Every line below between the one holding "index of the conflicting touch." and the one holding "matches anything, otherwise", inclusive, should be copied exactly, and no other line.

### ENTRIES PROVIDED

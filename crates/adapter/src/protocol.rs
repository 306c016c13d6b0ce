//! Protocol module - JSON message types for the pool adapter
//!
//! One JSON object per line. Every message has a `type` and a `seq`;
//! `seq` must strictly increase per client.

use serde::{Deserialize, Serialize};
use thiserror::Error;

use crate::core::Preview;
use crate::types::{color_name, PieceColor, QueueId, SlotIndex};

pub const PROTOCOL_VERSION: &str = "1.0.0";

/// Default number of colors returned by a `peek` request.
pub const DEFAULT_PEEK_COUNT: usize = 3;

// ============== Client -> Pool Messages ==============

#[derive(Debug, Clone, Copy, PartialEq, Eq, Hash, Default, Serialize, Deserialize)]
pub enum HelloType {
    #[serde(rename = "hello")]
    #[default]
    Hello,
}

/// First message on a connection.
#[derive(Debug, Clone, PartialEq, Eq, Serialize, Deserialize)]
pub struct HelloMessage {
    #[serde(rename = "type")]
    #[serde(default)]
    pub msg_type: HelloType,
    pub seq: u64,
    pub client: ClientInfo,
    pub protocol_version: String,
    /// Receive `cursor_changed` events for every queue.
    #[serde(default)]
    pub stream_events: bool,
}

#[derive(Debug, Clone, PartialEq, Eq, Serialize, Deserialize)]
pub struct ClientInfo {
    pub name: String,
    pub version: String,
}

/// A call into the pool.
#[derive(Debug, Clone, Copy, PartialEq, Eq, Serialize, Deserialize)]
#[serde(tag = "type", rename_all = "snake_case")]
pub enum PoolRequest {
    Advance {
        queue: QueueId,
        /// Slot to resume from. Absent, `null` or negative walks from the
        /// stored cursor.
        #[serde(
            default,
            deserialize_with = "resume_slot",
            skip_serializing_if = "Option::is_none"
        )]
        resume: Option<SlotIndex>,
    },
    NameOf {
        code: i64,
    },
    ColorNameAt {
        slot: SlotIndex,
    },
    GetCursor {
        queue: QueueId,
    },
    SetCursor {
        queue: QueueId,
        position: SlotIndex,
    },
    Peek {
        queue: QueueId,
        #[serde(default = "default_peek_count")]
        count: usize,
    },
}

fn default_peek_count() -> usize {
    DEFAULT_PEEK_COUNT
}

/// Hosts that track the last shown slot send `-1` for "none yet".
fn resume_slot<'de, D>(deserializer: D) -> Result<Option<SlotIndex>, D::Error>
where
    D: serde::Deserializer<'de>,
{
    match Option::<i64>::deserialize(deserializer)? {
        Some(slot) if slot >= 0 => SlotIndex::try_from(slot)
            .map(Some)
            .map_err(serde::de::Error::custom),
        _ => Ok(None),
    }
}

impl PoolRequest {
    /// Wire names of every request type.
    pub const TYPES: [&'static str; 6] = [
        "advance",
        "name_of",
        "color_name_at",
        "get_cursor",
        "set_cursor",
        "peek",
    ];
}

/// A request with its sequence number.
#[derive(Debug, Clone, Copy, PartialEq, Eq, Serialize, Deserialize)]
pub struct RequestMessage {
    pub seq: u64,
    #[serde(flatten)]
    pub request: PoolRequest,
}

// ============== Pool -> Client Messages ==============

#[derive(Debug, Clone, Copy, PartialEq, Eq, Hash, Serialize, Deserialize)]
#[serde(rename_all = "snake_case")]
pub enum ErrorCode {
    HandshakeRequired,
    OutOfOrder,
    Backpressure,
    InvalidMessage,
    UnknownType,
    Unavailable,
}

#[derive(Debug, Clone, PartialEq, Eq, Serialize, Deserialize)]
#[serde(tag = "type", rename_all = "snake_case")]
pub enum ServerMessage {
    Welcome {
        seq: u64,
        protocol_version: String,
        client_id: u64,
        /// Color names indexed by code.
        colors: Vec<String>,
    },
    Color {
        seq: u64,
        queue: QueueId,
        position: SlotIndex,
        /// `null` when the slot holds no color.
        code: Option<u8>,
        name: String,
    },
    Name {
        seq: u64,
        name: String,
    },
    Cursor {
        seq: u64,
        queue: QueueId,
        position: SlotIndex,
    },
    Preview {
        seq: u64,
        queue: QueueId,
        colors: Vec<String>,
    },
    Error {
        seq: u64,
        code: ErrorCode,
        message: String,
    },
    /// Streamed to clients that asked for events; carries no `seq`.
    CursorChanged {
        queue: QueueId,
        position: SlotIndex,
    },
}

impl ServerMessage {
    pub fn seq(&self) -> Option<u64> {
        match self {
            ServerMessage::Welcome { seq, .. }
            | ServerMessage::Color { seq, .. }
            | ServerMessage::Name { seq, .. }
            | ServerMessage::Cursor { seq, .. }
            | ServerMessage::Preview { seq, .. }
            | ServerMessage::Error { seq, .. } => Some(*seq),
            ServerMessage::CursorChanged { .. } => None,
        }
    }
}

// ============== Message Parsing ==============

#[derive(Error, Debug)]
pub enum ProtocolError {
    #[error("invalid json: {0}")]
    Json(#[from] serde_json::Error),

    #[error("message has no type")]
    MissingType,
}

/// Parsed incoming message
#[derive(Debug, Clone, PartialEq, Eq)]
pub enum ClientMessage {
    Hello(HelloMessage),
    Request(RequestMessage),
    Unknown { seq: u64, msg_type: String },
}

/// Parse one line from a client.
///
/// An unrecognised `type` is not a parse error; it comes back as
/// [`ClientMessage::Unknown`] so the server can answer with its `seq`.
pub fn parse_message(json: &str) -> Result<ClientMessage, ProtocolError> {
    #[derive(Deserialize)]
    struct Envelope {
        #[serde(rename = "type")]
        msg_type: Option<String>,
        seq: Option<u64>,
    }

    let envelope: Envelope = serde_json::from_str(json)?;
    let msg_type = envelope.msg_type.ok_or(ProtocolError::MissingType)?;

    if msg_type == "hello" {
        return Ok(ClientMessage::Hello(serde_json::from_str(json)?));
    }
    if PoolRequest::TYPES.contains(&msg_type.as_str()) {
        return Ok(ClientMessage::Request(serde_json::from_str(json)?));
    }
    Ok(ClientMessage::Unknown {
        seq: envelope.seq.unwrap_or(0),
        msg_type,
    })
}

/// Pull `seq` out of a line that may not be valid JSON.
pub fn extract_seq_best_effort(s: &str) -> Option<u64> {
    let start = s.find("\"seq\"")?;
    let after_key = &s[start + 5..];
    let rest = after_key[after_key.find(':')? + 1..].trim_start();
    let digits = rest.bytes().take_while(u8::is_ascii_digit).count();
    rest[..digits].parse().ok()
}

// ============== Utility Functions ==============

pub fn create_hello(seq: u64, client_name: &str, stream_events: bool) -> HelloMessage {
    HelloMessage {
        msg_type: HelloType::Hello,
        seq,
        client: ClientInfo {
            name: client_name.to_string(),
            version: env!("CARGO_PKG_VERSION").to_string(),
        },
        protocol_version: PROTOCOL_VERSION.to_string(),
        stream_events,
    }
}

pub fn create_welcome(seq: u64, protocol_version: &str, client_id: u64) -> ServerMessage {
    ServerMessage::Welcome {
        seq,
        protocol_version: protocol_version.to_string(),
        client_id,
        colors: PieceColor::ALL.iter().map(|c| c.name().to_string()).collect(),
    }
}

pub fn create_error(seq: u64, code: ErrorCode, message: &str) -> ServerMessage {
    ServerMessage::Error {
        seq,
        code,
        message: message.to_string(),
    }
}

pub fn preview_names(preview: &Preview) -> Vec<String> {
    preview.iter().map(|c| color_name(*c).to_string()).collect()
}
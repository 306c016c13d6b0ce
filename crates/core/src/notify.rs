//! Cursor change notifications.
//!
//! Hosts register a [`CursorObserver`] and get a [`CursorChanged`] after each
//! cursor mutation, synchronously, before the mutating call returns.

use serde::{Deserialize, Serialize};

use crate::types::{QueueId, SlotIndex};

/// A cursor moved (or was set) to `position`.
#[derive(Debug, Clone, Copy, PartialEq, Eq, Hash, Serialize, Deserialize)]
pub struct CursorChanged {
    pub queue: QueueId,
    pub position: SlotIndex,
}

pub trait CursorObserver {
    fn cursor_changed(&mut self, event: CursorChanged);
}

impl<F> CursorObserver for F
where
    F: FnMut(CursorChanged),
{
    fn cursor_changed(&mut self, event: CursorChanged) {
        self(event)
    }
}

/// Handle returned by [`Observers::subscribe`].
#[derive(Debug, Clone, Copy, PartialEq, Eq, Hash, PartialOrd, Ord)]
pub struct SubscriptionId(u64);

/// Observer registry, notified in subscription order.
#[derive(Default)]
pub struct Observers {
    next_id: u64,
    entries: Vec<(SubscriptionId, Box<dyn CursorObserver + Send>)>,
}

impl Observers {
    pub fn new() -> Self {
        Self::default()
    }

    pub fn subscribe(&mut self, observer: Box<dyn CursorObserver + Send>) -> SubscriptionId {
        let id = SubscriptionId(self.next_id);
        self.next_id += 1;
        self.entries.push((id, observer));
        id
    }

    /// Returns false if `id` was not subscribed.
    pub fn unsubscribe(&mut self, id: SubscriptionId) -> bool {
        let before = self.entries.len();
        self.entries.retain(|(sid, _)| *sid != id);
        self.entries.len() != before
    }

    pub fn emit(&mut self, event: CursorChanged) {
        for (_, observer) in self.entries.iter_mut() {
            observer.cursor_changed(event);
        }
    }

    pub fn len(&self) -> usize {
        self.entries.len()
    }

    pub fn is_empty(&self) -> bool {
        self.entries.is_empty()
    }
}

impl std::fmt::Debug for Observers {
    fn fmt(&self, f: &mut std::fmt::Formatter<'_>) -> std::fmt::Result {
        f.debug_struct("Observers")
            .field("count", &self.entries.len())
            .finish()
    }
}
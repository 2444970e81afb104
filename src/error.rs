//! Error types for the gesture recognition engine.

use thiserror::Error;

/// Result type for gesture engine operations.
pub type GestureResult<T> = Result<T, GestureError>;

/// Errors surfaced by the gesture engine's public entry points.
///
/// Most producer/consumer races described by the design (motion after cancel, a full ring
/// buffer) are silent no-ops by design and are not represented here; see the recorder and queue
/// modules for where those are handled instead of raised.
#[derive(Error, Debug, Clone, PartialEq, Eq)]
pub enum GestureError {
    /// `start_gesture` was called for a `(device_id, seat)` pair that already has a live,
    /// unfinished gesture. The original source treats this as a producer bug and asserts; this
    /// surface returns a typed error instead so the caller can decide how to react.
    #[error("touch {seat} on device {device_id} already has a live gesture")]
    DuplicateTouch {
        /// Device identifier of the conflicting touch.
        device_id: u32,
        /// Seat index of the conflicting touch.
        seat: i32,
    },

    /// The gesture engine's shared state could not be locked because a prior holder panicked
    /// while holding it.
    #[error("gesture engine state poisoned")]
    Poisoned,
}

impl GestureError {
    /// Whether this error indicates the caller passed a `TouchID` that is already in use.
    pub fn is_duplicate_touch(&self) -> bool {
        matches!(self, GestureError::DuplicateTouch { .. })
    }
}
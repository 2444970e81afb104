//! Binding matcher (§4.4): decides whether a produced [`GestureEvent`] satisfies a
//! user-registered pattern.

use crate::geometry::TransformMask;
use crate::model::{GestureDetail, GestureEvent, GestureMask};

/// An inclusive `[min, max]` range over a flag field. `max == 0` is a wildcard-or-exact
/// shorthand: `min == 0` matches anything, otherwise the field must equal `min` exactly.
#[derive(Debug, Clone, Copy, PartialEq, Eq, Default)]
pub struct FlagRange {
    pub min: u32,
    pub max: u32,
}

impl FlagRange {
    pub fn exact(value: u32) -> Self {
        FlagRange { min: value, max: value }
    }

    pub fn any() -> Self {
        FlagRange { min: 0, max: 0 }
    }

    pub fn between(min: u32, max: u32) -> Self {
        FlagRange { min, max }
    }

    /// `contains(min, max, value)` from the original source: `max == 0` degrades to an
    /// exact-or-wildcard test on `min`; otherwise a normal inclusive range, with `min == 0`
    /// widened to "no lower bound".
    pub fn contains(self, value: u32) -> bool {
        if self.max == 0 {
            self.min == 0 || self.min == value
        } else {
            (self.min == 0 || self.min <= value) && value <= self.max
        }
    }
}

/// A registered pattern matched against completed [`GestureEvent`]s.
///
/// `region_id`/`device_id` of `0` are wildcards. An empty `detail` is a wildcard on shape. All
/// other fields use [`FlagRange::contains`] semantics, except `mask` (subset test) and
/// `reflection_mask` (exact equality).
#[derive(Debug, Clone, Default)]
pub struct GestureBinding {
    pub region_id: u32,
    pub device_id: u32,
    pub detail: GestureDetail,
    pub mask: GestureMask,
    pub reflection_mask: Option<TransformMask>,
    pub avg_sq_distance: FlagRange,
    pub duration_ms: FlagRange,
    pub fingers: FlagRange,
    pub total_sq_distance: FlagRange,
}

impl GestureBinding {
    pub fn new() -> Self {
        GestureBinding::default()
    }

    /// `matchesGestureFlags` + `matchesGestureEvent` combined: region/device filters, the four
    /// range fields, the mask subset test (`mask == 0` in the original widens to `GestureEndMask`;
    /// here `GestureMask::NONE` widens to `GestureMask::GESTURE_END`), exact `reflection_mask`
    /// equality, and detail equality (empty `detail` is a wildcard).
    pub fn matches(&self, event: &GestureEvent) -> bool {
        if self.region_id != 0 && self.region_id != event.region_id() {
            return false;
        }
        if self.device_id != 0 && self.device_id != event.device_id() {
            return false;
        }
        let flags = &event.flags;
        if !self.avg_sq_distance.contains(flags.avg_sq_distance as u32) {
            return false;
        }
        if !self.duration_ms.contains(flags.duration_ms) {
            return false;
        }
        if !self.fingers.contains(flags.fingers) {
            return false;
        }
        if !self.total_sq_distance.contains(flags.total_sq_distance as u32) {
            return false;
        }
        let effective_mask = if self.mask == GestureMask::NONE {
            GestureMask::GESTURE_END
        } else {
            self.mask
        };
        if effective_mask & flags.mask != flags.mask {
            return false;
        }
        if self.reflection_mask != flags.reflection_mask {
            return false;
        }
        if !self.detail.is_empty() && self.detail != event.detail {
            return false;
        }
        true
    }
}
//! Tunable constants as a configuration surface, replacing the original source's compile-time
//! constants and weak-linkage override hook.

use std::sync::Arc;

use crate::geometry::GesturePoint;

/// Default squared-pixel-distance below which a new sample is dropped as coincident.
pub const DEFAULT_THRESHOLD_SQ: i64 = 256;
/// Default percent-difference threshold separating pinch/pinch-out from "no pinch".
pub const DEFAULT_PINCH_THRESHOLD_PERCENT: f64 = 0.4;
/// Default cap on a single finger's directional polyline.
pub const DEFAULT_MAX_GESTURE_DETAIL_SIZE: usize = 128;
/// Default merge window, in milliseconds, within which duplicate gesture-end events coalesce.
pub const DEFAULT_MERGE_DELAY_MS: u32 = 200;
/// Default per-lane ring buffer capacity.
pub const DEFAULT_QUEUE_CAPACITY: usize = 1024;

/// A function mapping `(device_id, starting_point)` to the 32 high bits of a `GestureGroupID`,
/// partitioning gestures into independent regions. Defaults to `0` (single universe).
pub type RegionIdFn = Arc<dyn Fn(u32, GesturePoint) -> u32 + Send + Sync>;

/// Tunables for a [`crate::engine::GestureEngine`].
#[derive(Clone)]
pub struct GestureEngineConfig {
    pub threshold_sq: i64,
    pub pinch_threshold_percent: f64,
    pub max_gesture_detail_size: usize,
    pub merge_delay_ms: u32,
    pub queue_capacity: usize,
    pub region_id_fn: RegionIdFn,
}

impl std::fmt::Debug for GestureEngineConfig {
    fn fmt(&self, f: &mut std::fmt::Formatter<'_>) -> std::fmt::Result {
        f.debug_struct("GestureEngineConfig")
            .field("threshold_sq", &self.threshold_sq)
            .field("pinch_threshold_percent", &self.pinch_threshold_percent)
            .field("max_gesture_detail_size", &self.max_gesture_detail_size)
            .field("merge_delay_ms", &self.merge_delay_ms)
            .field("queue_capacity", &self.queue_capacity)
            .field("region_id_fn", &"<fn>")
            .finish()
    }
}

impl Default for GestureEngineConfig {
    fn default() -> Self {
        GestureEngineConfig {
            threshold_sq: DEFAULT_THRESHOLD_SQ,
            pinch_threshold_percent: DEFAULT_PINCH_THRESHOLD_PERCENT,
            max_gesture_detail_size: DEFAULT_MAX_GESTURE_DETAIL_SIZE,
            merge_delay_ms: DEFAULT_MERGE_DELAY_MS,
            queue_capacity: DEFAULT_QUEUE_CAPACITY,
            region_id_fn: Arc::new(|_device_id, _starting_point| 0),
        }
    }
}

#[cfg(test)]
mod tests {
    use super::*;

    #[test]
    fn defaults_match_spec_constants() {
        let cfg = GestureEngineConfig::default();
        assert_eq!(cfg.threshold_sq, 256);
        assert_eq!(cfg.pinch_threshold_percent, 0.4);
        assert_eq!(cfg.max_gesture_detail_size, 128);
        assert_eq!(cfg.merge_delay_ms, 200);
        assert_eq!(cfg.queue_capacity, 1024);
        assert_eq!((cfg.region_id_fn)(5, GesturePoint::new(1, 1)), 0);
    }

    #[test]
    fn region_id_fn_is_overridable() {
        let mut cfg = GestureEngineConfig::default();
        cfg.region_id_fn = Arc::new(|device_id, _| device_id * 10);
        assert_eq!((cfg.region_id_fn)(3, GesturePoint::new(0, 0)), 30);
    }
}
pub mod org;
pub mod policy;
pub mod role;
pub mod time_entry;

######

▸ **ANSWER BOX**
        /// Seat index of the conflicting touch.
        seat: i32,
    },

    /// The gesture engine's shared state could not be locked because a prior holder panicked
    /// while holding it.
    #[error("gesture engine state poisoned")]
    Poisoned,
}

impl GestureError {
    /// Whether this error indicates the caller passed a `TouchID` that is already in use.
    pub fn is_duplicate_touch(&self) -> bool {
        matches!(self, GestureError::DuplicateTouch { .. })
    }
}
repository 2444970e81afb104
//! Binding matcher (§4.4): decides whether a produced [`GestureEvent`] satisfies a
//! user-registered pattern.

use crate::geometry::TransformMask;
use crate::model::{GestureDetail, GestureEvent, GestureMask};

/// An inclusive `[min, max]` range over a flag field. `max == 0` is a wildcard-or-exact
/// shorthand: `min == 0` matches anything, otherwise the field must equal `min` exactly.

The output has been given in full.